When it comes to personal issues, relationships, or life choices, the stakes can be much higher. We know that if we choose one path over another it could result in financial setbacks, emotional burdens or hardships of all kinds. These are the choices we need to ponder carefully. We need to contemplate the possible consequences of these choices before we commit ourselves. The best advice? Seek the counsel of others. Ask a friend, a relative, a mentor, your boss, or even your life coach. Educate yourself on the topic and ask others what they think before you commit.

Frank Sonnenberg, an award-winning author and one of “America's Top 100 Thought Leaders” put together seven helpful tips about making good choices. www.franksonnenbergonline.com/blog/7-ways-to-make-good-choices

Franks says, “Don’t sweat the small stuff” and “Values Matter”. That’s very important to remember. Too often we make choices that contradict our core values, we compromise our own beliefs and act out of character. If your gut tells you something isn’t right, it’s good advice to listen to the wisdom of your feelings.

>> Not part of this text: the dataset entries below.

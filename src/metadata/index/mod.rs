//! Lazy lookup accelerators over a [`crate::TableStore`].
//!
//! Three kinds of derived structure speed up reads without touching the rows they describe:
//!
//! - [`VirtualSort`] - a key-ordered permutation of an unsorted table's RIDs
//! - [`HashIndex`] - name buckets for member and type lookups on larger tables
//! - [`ParentMap`] - child RID to parent RID, used once a child table goes through a Ptr table
//!
//! Each structure sits in a [`OnceLock`]. Readers that find it missing build a candidate and
//! try to install it; when two readers race, the loser's candidate is simply dropped. Writers
//! hold `&mut` access to the store and invalidate or patch the structures in place.

mod hash;
mod parents;
mod virtualsort;

use std::sync::OnceLock;

use strum::{EnumCount, EnumIter, IntoEnumIterator};

use crate::{
    metadata::tables::{col, TableId, LIST_COLUMNS, TABLE_COUNT},
    Error, Result,
};

pub use hash::HashIndex;
pub use parents::ParentMap;
pub use virtualsort::VirtualSort;

/// Tables with at most this many rows are scanned instead of hashed
pub const HASH_THRESHOLD: u32 = 24;

/// The name lookups that can be backed by a [`HashIndex`]
#[derive(Clone, Copy, Debug, PartialEq, Eq, EnumIter, EnumCount)]
pub enum HashKind {
    /// Methods by owning type and name
    MethodDef,
    /// Fields by owning type and name
    Field,
    /// Member references by parent and name
    MemberRef,
    /// Type definitions by namespace and name
    TypeDef,
    /// Type references by namespace and name
    TypeRef,
}

impl HashKind {
    /// The table this index covers
    #[must_use]
    pub fn table(self) -> TableId {
        match self {
            HashKind::MethodDef => TableId::MethodDef,
            HashKind::Field => TableId::Field,
            HashKind::MemberRef => TableId::MemberRef,
            HashKind::TypeDef => TableId::TypeDef,
            HashKind::TypeRef => TableId::TypeRef,
        }
    }

    /// The name column hashed by this index
    #[must_use]
    pub fn name_column(self) -> usize {
        match self {
            HashKind::MethodDef => col::method::NAME,
            HashKind::Field => col::field::NAME,
            HashKind::MemberRef => col::memberref::NAME,
            HashKind::TypeDef => col::typedef::NAME,
            HashKind::TypeRef => col::typeref::NAME,
        }
    }

    /// The namespace column, for type lookups
    #[must_use]
    pub fn namespace_column(self) -> Option<usize> {
        match self {
            HashKind::TypeDef => Some(col::typedef::NAMESPACE),
            HashKind::TypeRef => Some(col::typeref::NAMESPACE),
            _ => None,
        }
    }

    /// The signature column, for member lookups
    #[must_use]
    pub fn signature_column(self) -> Option<usize> {
        match self {
            HashKind::MethodDef => Some(col::method::SIGNATURE),
            HashKind::Field => Some(col::field::SIGNATURE),
            HashKind::MemberRef => Some(col::memberref::SIGNATURE),
            _ => None,
        }
    }

    /// True if a write to `column` changes the key a row is filed under
    fn keys_on(self, column: usize) -> bool {
        match self {
            HashKind::MemberRef => column == col::memberref::CLASS || column == self.name_column(),
            _ => column == self.name_column() || self.namespace_column() == Some(column),
        }
    }
}

/// Install the value produced by `build` into `cell` unless another reader got there first
///
/// # Errors
/// Returns the error of `build`, or [`crate::Error::LockError`] if the cell is still empty
/// after a successful install, which cannot happen with a sound `OnceLock`.
pub(crate) fn install_if_absent<T>(
    cell: &OnceLock<T>,
    build: impl FnOnce() -> Result<T>,
) -> Result<&T> {
    if let Some(value) = cell.get() {
        return Ok(value);
    }

    let candidate = build()?;
    if cell.set(candidate).is_err() {
        log::trace!("Lookup installed concurrently, dropping local candidate");
    }
    cell.get().ok_or(Error::LockError)
}

fn parent_slot(child: TableId) -> Option<usize> {
    LIST_COLUMNS.iter().position(|(_, _, c)| *c == child)
}

/// Every lazy lookup of one store
pub(crate) struct Lookups {
    virtual_sorts: Vec<OnceLock<VirtualSort>>,
    hashes: [OnceLock<HashIndex>; HashKind::COUNT],
    parents: [OnceLock<ParentMap>; LIST_COLUMNS.len()],
}

impl Lookups {
    pub(crate) fn new() -> Self {
        Lookups {
            virtual_sorts: (0..TABLE_COUNT).map(|_| OnceLock::new()).collect(),
            hashes: std::array::from_fn(|_| OnceLock::new()),
            parents: std::array::from_fn(|_| OnceLock::new()),
        }
    }

    pub(crate) fn virtual_sort_cell(&self, table: TableId) -> &OnceLock<VirtualSort> {
        &self.virtual_sorts[table.index()]
    }

    pub(crate) fn virtual_sort(&self, table: TableId) -> Option<&VirtualSort> {
        self.virtual_sorts[table.index()].get()
    }

    pub(crate) fn virtual_sort_mut(&mut self, table: TableId) -> Option<&mut VirtualSort> {
        self.virtual_sorts[table.index()].get_mut()
    }

    pub(crate) fn drop_virtual_sort(&mut self, table: TableId) {
        self.virtual_sorts[table.index()].take();
    }

    pub(crate) fn hash(&self, kind: HashKind) -> &OnceLock<HashIndex> {
        &self.hashes[kind as usize]
    }

    pub(crate) fn parent_map(&self, child: TableId) -> Option<&OnceLock<ParentMap>> {
        parent_slot(child).map(|slot| &self.parents[slot])
    }

    /// Rows of `table` were inserted or reordered
    pub(crate) fn invalidate_table(&mut self, table: TableId) {
        self.drop_virtual_sort(table);
        for kind in HashKind::iter().filter(|kind| kind.table() == table) {
            self.hashes[kind as usize].take();
        }
        if let Some(slot) = parent_slot(table) {
            self.parents[slot].take();
        }
    }

    /// A caller changed one column of one row
    ///
    /// A hash index survives a write to a row it has never seen, as long as that row is close
    /// enough to the indexed range for the tail scan to stay short. Writes to a list column
    /// move children between parents, so everything keyed on the parent is dropped.
    pub(crate) fn column_written(&mut self, table: TableId, column: usize, rid: u32) {
        for kind in HashKind::iter() {
            if kind.table() != table || !kind.keys_on(column) {
                continue;
            }
            let slot = &mut self.hashes[kind as usize];
            if let Some(index) = slot.get() {
                let covered = index.covered();
                if rid <= covered || rid > 2 * covered.max(HASH_THRESHOLD) {
                    slot.take();
                }
            }
        }

        for (slot, (parent, list, child)) in LIST_COLUMNS.iter().enumerate() {
            if *parent != table || *list != column {
                continue;
            }
            self.parents[slot].take();
            if *parent == TableId::TypeDef {
                let kind = if *child == TableId::MethodDef {
                    HashKind::MethodDef
                } else {
                    HashKind::Field
                };
                self.hashes[kind as usize].take();
            }
        }
    }

    /// `child_rid` was linked under `parent_rid`
    pub(crate) fn link_parent(&mut self, child: TableId, child_rid: u32, parent_rid: u32) {
        if let Some(map) = parent_slot(child).and_then(|slot| self.parents[slot].get_mut()) {
            map.set(child_rid, parent_rid);
        }
    }

    pub(crate) fn clear(&mut self) {
        *self = Lookups::new();
    }
}

impl Default for Lookups {
    fn default() -> Self {
        Self::new()
    }
}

The goal is to make the best decisions that lead to the least impactful consequences. Sometimes we can’t avoid negative consequences, but with a little thought and insight we can minimize the pain. Just think things through and don’t be rash about important decisions. Consider who might get hurt and how they may feel. Make a list of all the possible positive results next to a list of the negative outcomes. Weigh the benefits against the cost. And once you commit, don’t look back.

We need to make good choices about what we eat, how much we exercise, the people we choose to befriend, date or marry. We need to choose our career and education paths wisely and we need to spend our money with common sense. All these things are important choices that will have a lasting affect on the whole of our character and quality of life.

But most importantly remember, that even when we make bad choices it isn’t the end of the world. We don’t need to go into panic mode or scurry about to do damage control. We need to take a deep breath, carefully consider the consequences and make adjustments so that the next choice is better. Learn from the choices you make and apply that experience to the next important event.

Everyday is a new day and so every choice is a new choice. Do the best you can and call upon your own great wisdom to make good decisions. And when they are not, when they don’t turn out as planned, move past them and look forward to the next opportunity to succeed. The thing about choices is that we never run out of them.